■ ASSIGNED TASK:
First find the line with "use super::*;" in the entries below, then set down exactly every line through the line with "let bound = Vector3::new(2.0, 2.0, 1.0);", that line included.

■ SUPPLIED RECORDS:

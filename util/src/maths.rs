//! Utility maths functions

// ---------------------------------------------------------------------------
// IMPORTS
// ---------------------------------------------------------------------------

use nalgebra::Vector3;
use num_traits::Float;

// ---------------------------------------------------------------------------
// PUBLIC FUNCTIONS
// ---------------------------------------------------------------------------

/// Clamp a value between a minimum and maximum.
pub fn clamp<T>(value: &T, min: &T, max: &T) -> T
where
    T: Float,
{
    let mut ret = *value;

    if ret > *max {
        ret = *max
    }
    if ret < *min {
        ret = *min
    }

    ret
}

/// Clamp each component of a vector to a symmetric bound `[-bound_i, bound_i]`.
///
/// Components at or inside the bound are unchanged, components outside it are
/// truncated while keeping their sign.
pub fn clamp_abs_vec3(value: &Vector3<f64>, bound: &Vector3<f64>) -> Vector3<f64> {
    Vector3::new(
        clamp(&value.x, &-bound.x.abs(), &bound.x.abs()),
        clamp(&value.y, &-bound.y.abs(), &bound.y.abs()),
        clamp(&value.z, &-bound.z.abs(), &bound.z.abs()),
    )
}

/// Get the signed angular distance between two angles in the range of [0, 2pi].
///
/// This function will return the shortest signed distance between a and b
/// accounting for wrapping between 0 and 2pi.
pub fn get_ang_dist_2pi<T>(a: T, b: T) -> T
where
    T: Float,
{
    let tau_t: T = T::from(std::f64::consts::TAU).unwrap();

    let c = rem_euclid(a - b, tau_t);
    let d = rem_euclid(b - a, tau_t);

    if c < d {
        -c
    } else {
        d
    }
}

/// Calculates the least nonnegative remainder of `lhs (mod rhs)`.
///
/// This function is taken from the std library as num is missing it.
pub fn rem_euclid<T>(lhs: T, rhs: T) -> T
where
    T: Float,
{
    let r = lhs % rhs;
    if r < T::from(0.0).unwrap() {
        r + rhs.abs()
    } else {
        r
    }
}

// ---------------------------------------------------------------------------
// TESTS
// ---------------------------------------------------------------------------

#[cfg(test)]
mod test {
    use super::*;

    #[test]
    fn test_get_ang_dist_2pi() {
        const TAU: f64 = std::f64::consts::TAU;

        assert_eq!(get_ang_dist_2pi(1f64, 2f64), 1f64);
        assert_eq!(get_ang_dist_2pi(2f64, 1f64), -1f64);
        assert_eq!(get_ang_dist_2pi(0f64, TAU), 0f64);
        assert_eq!(get_ang_dist_2pi(TAU, 0f64), 0f64);
        assert_eq!(get_ang_dist_2pi(1f64, TAU), -1f64);
        assert_eq!(get_ang_dist_2pi(0f64, TAU - 1f64), -1f64);
        assert_eq!(get_ang_dist_2pi(TAU - 1f64, 1f64), 2f64);
    }

    #[test]
    fn test_clamp_abs_vec3() {
        let bound = Vector3::new(2.0, 2.0, 1.0);

        let inside = Vector3::new(1.0, -1.5, 0.5);
        assert_eq!(clamp_abs_vec3(&inside, &bound), inside);

        let outside = Vector3::new(3.0, -4.0, 2.0);
        assert_eq!(
            clamp_abs_vec3(&outside, &bound),
            Vector3::new(2.0, -2.0, 1.0)
        );
    }
}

■ OUTPUT FOR THIS EXERCISE:
    use super::*;

    #[test]
    fn test_get_ang_dist_2pi() {
        const TAU: f64 = std::f64::consts::TAU;

        assert_eq!(get_ang_dist_2pi(1f64, 2f64), 1f64);
        assert_eq!(get_ang_dist_2pi(2f64, 1f64), -1f64);
        assert_eq!(get_ang_dist_2pi(0f64, TAU), 0f64);
        assert_eq!(get_ang_dist_2pi(TAU, 0f64), 0f64);
        assert_eq!(get_ang_dist_2pi(1f64, TAU), -1f64);
        assert_eq!(get_ang_dist_2pi(0f64, TAU - 1f64), -1f64);
        assert_eq!(get_ang_dist_2pi(TAU - 1f64, 1f64), 2f64);
    }

    #[test]
    fn test_clamp_abs_vec3() {
        let bound = Vector3::new(2.0, 2.0, 1.0);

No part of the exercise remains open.